The pain game: Coping with injuries

Injuries suck. Suck big time. They can be devastating to people who have an active lifestyle and/or are training for an event or sport.

One such injury happened to me just over 10 weeks ago. My training for the upcoming Oceania and Asian Powerlifting Championships was going amazingly well. I was hitting PBs and had never felt stronger, then boom, I tore a hamstring tendon. It didn’t feel too bad when I did it (during a deadlift), but I knew there was something wrong as it was impossible to sit down (the injury was in the attachment of the hamstring in to the glute – literally a massive pain in the butt!). An ultrasound showed the full effect. It would be at a minimum 9 weeks recovery and a maximum of 12 weeks, if all went well.

I was devastated. I wanted to give up on it all and laze around all day eating pizza and drinking beer (and I don’t even like beer!). But a few days later, I got a hold of myself. I decided there were three¬†options:

  1. Continue moping around and feeling sorry for myself – clearly not helpful.
  2. Ignore the injury and continue training – also a very bad idea.
  3. Take the time to let the injury heal itself and use that time to focus on the things I could control and work on.

Clearly I chose the third option. I decided to make the best out of a bad situation. I put my focus on to improving my bench press and to use the time to work on my weaknesses. I also decided that I wouldn’t pull out of the Championships and instead compete in the ‘bench only’ competition.

I spent weeks and weeks rehabbing my injury. I spent time working on my technique and mobility and bench pressing like my life depended on it. I had gone nowhere with my bench press last year, well actually a little backwards, so I was determined to get it back to my best and feel even better doing it! I hit my equal competition best at the Championships of 62.5kg at 50.75kg bodyweight and also walked away with a bronze medal for my efforts. My bench was feeling stronger than ever!

Now over 10 weeks post injury, I am feeling almost 100%. I am back lifting near my best for squats and deadlifts and continuing to improve my bench press. I will be competing in the Arnold Sports Classic in Columbus, Ohio, USA in 6 weeks time and hoping to be back lifting my best and maybe even a little bit better!

Coming out the other side of an injury, I feel like I am a better lifter because of it. An injury often seems unfair to anyone who gets one. Although feeling this way is normal, it’s important to move beyond the negative and find the positives to focus on, to cope with the setback.
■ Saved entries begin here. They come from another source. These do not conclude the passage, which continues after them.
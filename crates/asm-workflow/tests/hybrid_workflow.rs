//! Workflow `easy-hybrid-assemble`: preparación, workspace y lanzamiento.

use std::fs;
use std::path::Path;

use asm_core::{ConfigError, ParameterRegistry, RuntimeConfig, UsageError};
use asm_workflow::{easy_hybrid_assemble, prepare, EmbeddedScripts, InputMode, LaunchError, WorkflowError, ASSEMBLY_MODULE};

fn args(list: &[&str]) -> Vec<String> {
    list.iter().map(|s| s.to_string()).collect()
}

fn tmp_str(base: &Path, name: &str) -> String {
    base.join(name).to_string_lossy().into_owned()
}

#[test]
fn single_read_set_environment() {
    let tmp = tempfile::tempdir().unwrap();
    let work = tmp_str(tmp.path(), "work");
    let mut registry = ParameterRegistry::new().unwrap();
    let run = prepare(&mut registry, &args(&["reads.fq", "out.fasta", &work]), &EmbeddedScripts).unwrap();

    assert_eq!(run.mode, InputMode::Single);
    assert_eq!(run.reads, vec!["reads.fq"]);
    assert_eq!(run.output, "out.fasta");
    assert!(run.script_path.starts_with(&run.handle.workspace));
    assert!(run.script_path.is_file());

    let env = &run.env;
    assert_eq!(env.get("PAIRED_END"), Some(None));
    assert_eq!(env.get("REMOVE_TMP"), Some(None));
    assert_eq!(env.get("OUT_FILE"), Some(Some("out.fasta")));
    assert_eq!(env.get("ASSEMBLY_MODULE"), Some(Some(ASSEMBLY_MODULE)));
    assert_eq!(env.get("VERBOSITY_PAR"), Some(Some("-v 3")));
    let tmp_path = env.get("TMP_PATH").flatten().unwrap();
    assert_eq!(Path::new(tmp_path), fs::canonicalize(&run.handle.workspace).unwrap());

    let assembly = env.get("ASSEMBLY_PAR").flatten().unwrap();
    assert!(assembly.contains("--zdrop 200"));
    assert!(assembly.contains("--num-iterations aa:12,nucl:20"));
    assert!(!assembly.contains("--threads"));
    assert!(!assembly.contains("--remove-tmp-files"));
}

#[test]
fn paired_reads_and_user_flags() {
    let tmp = tempfile::tempdir().unwrap();
    let work = tmp_str(tmp.path(), "work");
    let mut registry = ParameterRegistry::new().unwrap();
    let run = prepare(&mut registry,
                      &args(&["r_1.fq", "--remove-tmp-files", "r_2.fq", "out.fasta", &work, "--threads", "3"]),
                      &EmbeddedScripts).unwrap();

    assert_eq!(run.mode, InputMode::Paired);
    assert_eq!(run.reads, vec!["r_1.fq", "r_2.fq"]);
    assert_eq!(run.env.get("PAIRED_END"), Some(Some("1")));
    assert_eq!(run.env.get("REMOVE_TMP"), Some(Some("TRUE")));
    let assembly = run.env.get("ASSEMBLY_PAR").flatten().unwrap();
    assert!(assembly.contains("--threads 3"));
    assert!(assembly.contains("--remove-tmp-files 1"));
}

#[test]
fn bad_read_count_leaves_no_workspace() {
    let tmp = tempfile::tempdir().unwrap();
    let work = tmp_str(tmp.path(), "work");
    let mut registry = ParameterRegistry::new().unwrap();
    let err = prepare(&mut registry, &args(&["a.fq", "b.fq", "c.fq", "out.fasta", &work]), &EmbeddedScripts).unwrap_err();

    assert!(matches!(err, WorkflowError::Usage(UsageError::TooManyInputs(5))));
    assert!(!Path::new(&work).exists());
}

#[test]
fn unknown_option_fails_before_side_effects() {
    let tmp = tempfile::tempdir().unwrap();
    let work = tmp_str(tmp.path(), "work");
    let mut registry = ParameterRegistry::new().unwrap();
    let err = prepare(&mut registry, &args(&["r.fq", "out.fasta", &work, "--summary-prefix", "x"]), &EmbeddedScripts).unwrap_err();

    assert!(matches!(err, WorkflowError::Config(ConfigError::UnknownOption(ref o)) if o == "--summary-prefix"));
    assert!(!Path::new(&work).exists());
}

#[test]
fn reuse_latest_returns_to_previous_workspace() {
    let tmp = tempfile::tempdir().unwrap();
    let work = tmp_str(tmp.path(), "work");

    let mut first = ParameterRegistry::new().unwrap();
    let a = prepare(&mut first, &args(&["r.fq", "out.fasta", &work]), &EmbeddedScripts).unwrap();
    fs::write(a.handle.workspace.join("partial.db"), "x").unwrap();

    // otros parámetros: sin reuse el hash cambia
    let mut second = ParameterRegistry::new().unwrap();
    let b = prepare(&mut second, &args(&["r.fq", "out.fasta", &work, "-k", "17"]), &EmbeddedScripts).unwrap();
    assert_ne!(a.handle.hash, b.handle.hash);

    let mut third = ParameterRegistry::new().unwrap();
    let c = prepare(&mut third, &args(&["other.fq", "out2.fasta", &work, "--reuse-latest"]), &EmbeddedScripts).unwrap();
    assert_eq!(c.handle.hash, b.handle.hash);
    assert!(c.handle.resumed);

    // mismos argumentos que la primera: mismo workspace, contenido intacto
    let mut fourth = ParameterRegistry::new().unwrap();
    let d = prepare(&mut fourth, &args(&["r.fq", "out.fasta", &work]), &EmbeddedScripts).unwrap();
    assert_eq!(d.handle.workspace, a.handle.workspace);
    assert!(d.handle.workspace.join("partial.db").exists());
}

#[cfg(unix)]
fn script_config(dir: &Path, body: &str) -> RuntimeConfig {
    fs::write(dir.join(asm_workflow::EASY_HYBRID_ASSEMBLER_SCRIPT), body).unwrap();
    RuntimeConfig { script_dir: Some(dir.to_path_buf()), ..RuntimeConfig::default() }
}

#[cfg(unix)]
#[test]
fn child_sees_environment_and_reads_only() {
    let tmp = tempfile::tempdir().unwrap();
    let scripts = tmp.path().join("scripts");
    fs::create_dir(&scripts).unwrap();
    let config = script_config(&scripts,
                               "printf '%s|%s|%s|%s\\n' \"${PAIRED_END-unset}\" \"$OUT_FILE\" \"$ASSEMBLY_MODULE\" \"$*\" > \"$TMP_PATH/seen\"\n");
    let work = tmp_str(tmp.path(), "work");

    let run = easy_hybrid_assemble(&args(&["r_1.fq", "r_2.fq", "out.fasta", &work]), &config).unwrap();
    let seen = fs::read_to_string(run.handle.workspace.join("seen")).unwrap();
    assert_eq!(seen, "1|out.fasta|hybridassembledb|r_1.fq r_2.fq\n");
}

#[cfg(unix)]
#[test]
fn child_exit_status_is_propagated() {
    let tmp = tempfile::tempdir().unwrap();
    let scripts = tmp.path().join("scripts");
    fs::create_dir(&scripts).unwrap();
    let config = script_config(&scripts, "exit 7\n");
    let work = tmp_str(tmp.path(), "work");

    let err = easy_hybrid_assemble(&args(&["r.fq", "out.fasta", &work]), &config).unwrap_err();
    match err {
        WorkflowError::Launch(e @ LaunchError::ChildProcess { code: 7 }) => assert_eq!(e.exit_code(), 7),
        other => panic!("unexpected error: {other}"),
    }
}

#[cfg(unix)]
#[test]
fn quoted_stage_string_keeps_runner_as_one_word() {
    let tmp = tempfile::tempdir().unwrap();
    let scripts = tmp.path().join("scripts");
    fs::create_dir(&scripts).unwrap();
    let config = script_config(&scripts,
                               "eval \"set -- $ASSEMBLY_PAR\"\n\
                                while [ $# -gt 0 ]; do\n\
                                [ \"$1\" = --mpi-runner ] && printf '%s\\n' \"$2\" > \"$TMP_PATH/runner\"\n\
                                shift\n\
                                done\n");
    let work = tmp_str(tmp.path(), "work");

    let run = easy_hybrid_assemble(&args(&["r.fq", "out.fasta", &work, "--mpi-runner", "mpirun -np 42"]), &config).unwrap();
    assert_eq!(run.env.get("RUNNER"), Some(Some("mpirun -np 42")));
    assert!(run.env.get("ASSEMBLY_PAR").flatten().unwrap().contains("--mpi-runner 'mpirun -np 42'"));
    let seen = fs::read_to_string(run.handle.workspace.join("runner")).unwrap();
    assert_eq!(seen, "mpirun -np 42\n");
}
People get injuries. That’s life. How you deal with them is the important thing.

Below is a list of the key things that I found which helped me in the recovery process.

1. Learn about your injury
Find out more about your injury – the causes of it, recovery time, treatment options etc. Talk to your healthcare professional about what to expect and make sure you talk to someone whose advice you trust. I trusted my physio, so when he said minimum 9 weeks recovery, as much as I didn’t like it, I knew it would be 9 weeks. I also spoke to others who had previously had the same injury as me and learnt from their mistakes in the recovery process.

2. Accept it, but stay positive
Too often I see people trying to come back to training/sport too soon, only to have their injury flare up and once again delay their full return to their best form. Not accepting you have an injury can lead to it becoming a chronic problem. By accepting you have an injury you can take control of your recovery process, rather than just dwelling on it or making it worse.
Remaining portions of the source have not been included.